Pyrite is a naturally occurring mineral found commonly in sedimentary or carbonaceous rock types. This type of rock has prevalently been used as the hardcore material beneath ground bearing floor slabs in Ireland.

In its natural state, the pyrite mineral remains un-reactive. However when the virgin rock is broken up to create aggregate the pyrite is exposed to the atmosphere and moisture, the mineral may  oxidise causing the hardcore to swell.

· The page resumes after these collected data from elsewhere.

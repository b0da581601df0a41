use nis_api::{ApiError, LaunchDetail, SpaceClient, SpaceItem};

use crate::cli::Selection;

/// Query the feeds named by `selection` for `count` items.
pub async fn fetch_items(
    client: &SpaceClient,
    selection: Selection,
    count: usize,
    detail: LaunchDetail,
) -> Result<Vec<SpaceItem>, ApiError> {
    tracing::debug!(?selection, count, ?detail, "fetching upcoming items");
    match selection {
        Selection::All => client.upcoming(count, detail).await,
        Selection::EventsOnly => Ok(client
            .next_events(count)
            .await?
            .into_iter()
            .map(SpaceItem::Event)
            .collect()),
        Selection::LaunchesOnly => Ok(client
            .next_launches(count, detail)
            .await?
            .into_iter()
            .map(SpaceItem::Launch)
            .collect()),
    }
}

Pyrite is a sulphide material that occurs in many sedimentary and metamorphic rocks. In the presence of humidity and oxygen, pyrite oxidises and produces ferrous sulphate and sulphuric acid which causes the first phase of expansive action. The crystalline pyrite also forms into secondary sulphates within the aggregate, causing the rock particles to fracture and expand. These secondary sulphates are predominantly thaumasite and gypsum. Furthermore the sulphuric acid can react with calcium carbonate and other minerals found in the rock, forming gypsum causing further expansion.

The problem of pyritiferous heave in sub-slab fill material is currently evident in five local authority areas, Fingal, Dublin City, Meath, Kildare and Offaly relating back to properties built within the last twelve years. When aggregates containing pyrite are used in confined conditions, such as beneath floor slabs, then the resultant expansion forces can cause structural damage such as cracking and displacement. The chemical reactions are usually a slow process, however if the prevailing conditions are such, then damage can be noticed within two years, and this has been found to be the case with many of the cases found in Ireland.

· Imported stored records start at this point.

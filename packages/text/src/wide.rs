//! Wide-character strings.
//!
//! A wide string is a sequence of `u32` units, one per character. Units are
//! not required to be valid Unicode scalar values: data coming from a C
//! runtime may carry surrogates or out-of-range values, and those survive
//! until a strict conversion to a narrow `String` is requested.

use std::borrow::Borrow;
use std::fmt;
use std::ops::Deref;

use crate::TextError;

/// Borrowed wide string, the `str` to [`WideString`]'s `String`.
#[repr(transparent)]
#[derive(PartialEq, Eq, Hash, PartialOrd, Ord)]
pub struct WideStr {
    units: [u32],
}

impl WideStr {
    /// View a unit slice as a wide string.
    pub fn from_units(units: &[u32]) -> &WideStr {
        // SAFETY: WideStr is repr(transparent) over [u32], so the pointer cast
        // preserves layout and the slice metadata.
        unsafe { &*(units as *const [u32] as *const WideStr) }
    }

    /// The raw units.
    pub fn as_units(&self) -> &[u32] {
        &self.units
    }

    /// Number of wide characters.
    pub fn len(&self) -> usize {
        self.units.len()
    }

    pub fn is_empty(&self) -> bool {
        self.units.is_empty()
    }

    /// Decode each unit, reporting the first invalid one.
    pub fn chars(&self) -> impl Iterator<Item = Result<char, TextError>> + '_ {
        self.units
            .iter()
            .enumerate()
            .map(|(position, &unit)| {
                char::from_u32(unit).ok_or(TextError::Unrepresentable { unit, position })
            })
    }

    /// Decode each unit, substituting U+FFFD for invalid ones.
    pub fn chars_lossy(&self) -> impl Iterator<Item = char> + '_ {
        self.units
            .iter()
            .map(|&unit| char::from_u32(unit).unwrap_or(char::REPLACEMENT_CHARACTER))
    }

    /// Strict conversion to a narrow string.
    pub fn try_to_string(&self) -> Result<String, TextError> {
        self.chars().collect()
    }

    pub fn to_string_lossy(&self) -> String {
        self.chars_lossy().collect()
    }
}

impl ToOwned for WideStr {
    type Owned = WideString;

    fn to_owned(&self) -> WideString {
        WideString {
            units: self.units.to_vec(),
        }
    }
}

impl fmt::Display for WideStr {
    fn fmt(&self, f: &mut fmt::Formatter<'_>) -> fmt::Result {
        for c in self.chars_lossy() {
            fmt::Write::write_char(f, c)?;
        }
        Ok(())
    }
}

impl fmt::Debug for WideStr {
    fn fmt(&self, f: &mut fmt::Formatter<'_>) -> fmt::Result {
        write!(f, "L{:?}", self.to_string_lossy())
    }
}

impl AsRef<WideStr> for WideStr {
    fn as_ref(&self) -> &WideStr {
        self
    }
}

/// Owned wide string.
#[derive(Clone, Default, PartialEq, Eq, Hash, PartialOrd, Ord)]
pub struct WideString {
    units: Vec<u32>,
}

impl WideString {
    pub fn new() -> Self {
        Self::default()
    }

    /// Take ownership of raw units without validating them.
    pub fn from_units(units: Vec<u32>) -> Self {
        Self { units }
    }

    pub fn from_chars<I: IntoIterator<Item = char>>(chars: I) -> Self {
        chars.into_iter().collect()
    }

    pub fn push(&mut self, c: char) {
        self.units.push(c as u32);
    }

    pub fn push_str(&mut self, s: &str) {
        self.units.extend(s.chars().map(|c| c as u32));
    }

    pub fn as_wide_str(&self) -> &WideStr {
        WideStr::from_units(&self.units)
    }

    pub fn into_units(self) -> Vec<u32> {
        self.units
    }
}

impl Deref for WideString {
    type Target = WideStr;

    fn deref(&self) -> &WideStr {
        self.as_wide_str()
    }
}

impl Borrow<WideStr> for WideString {
    fn borrow(&self) -> &WideStr {
        self.as_wide_str()
    }
}

impl AsRef<WideStr> for WideString {
    fn as_ref(&self) -> &WideStr {
        self.as_wide_str()
    }
}

impl FromIterator<char> for WideString {
    fn from_iter<I: IntoIterator<Item = char>>(iter: I) -> Self {
        Self {
            units: iter.into_iter().map(|c| c as u32).collect(),
        }
    }
}

impl From<&str> for WideString {
    fn from(s: &str) -> Self {
        narrow_to_wide(s)
    }
}

impl From<String> for WideString {
    fn from(s: String) -> Self {
        narrow_to_wide(&s)
    }
}

impl From<&WideStr> for WideString {
    fn from(s: &WideStr) -> Self {
        s.to_owned()
    }
}

impl PartialEq<WideStr> for WideString {
    fn eq(&self, other: &WideStr) -> bool {
        self.as_wide_str() == other
    }
}

impl PartialEq<&str> for WideString {
    fn eq(&self, other: &&str) -> bool {
        self.units.iter().copied().eq(other.chars().map(|c| c as u32))
    }
}

impl fmt::Display for WideString {
    fn fmt(&self, f: &mut fmt::Formatter<'_>) -> fmt::Result {
        fmt::Display::fmt(self.as_wide_str(), f)
    }
}

impl fmt::Debug for WideString {
    fn fmt(&self, f: &mut fmt::Formatter<'_>) -> fmt::Result {
        fmt::Debug::fmt(self.as_wide_str(), f)
    }
}

/// Widen a narrow string, one unit per character.
pub fn narrow_to_wide(s: &str) -> WideString {
    s.chars().collect()
}

/// Narrow a wide string, failing on the first unit that is not a character.
pub fn wide_to_narrow(s: &WideStr) -> Result<String, TextError> {
    s.try_to_string()
}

In addition to the structural damage associated with pyritiferous heave of the sub-slab fill material, porous concrete exposed to thaumasite, water and carbon dioxide may experience sulphate attack which renders the concrete structurally weakened. The amount of thaumasite production is related to the amount of 'unconverted' pyrite present in the fill and therefore the production is finite. Cracked concrete and porous concrete such as medium and normal density masonry blocks are most at risk of sulphate attack when the sulphates become suspended and transported in water. Materials constructed using 'sulphate resisting cement' may not actually prevent thaumasite sulphate attack. They are better suited to resisting ettringite sulphate attack and therefore determination by testing as to whether sulphate resisting cements have been used is of limited value. Concretes which are being attacked by sulphates are attacked at the exposed face first and in most cases damage caused by sulphate attack, if any, especially in concretes of less than ten years of age, will extend into the porous concrete for only a few centimetres. Buildings and structures under normal circumstances are designed to last for a minimum of 75 years according to the accepted design Standards. Some building guarantee companies only require a design standard of 60 years.  However, in either case, the presence of elevated levels of sub-slab sulphates due to the presence of pyrite may reduce the effective design life of your property.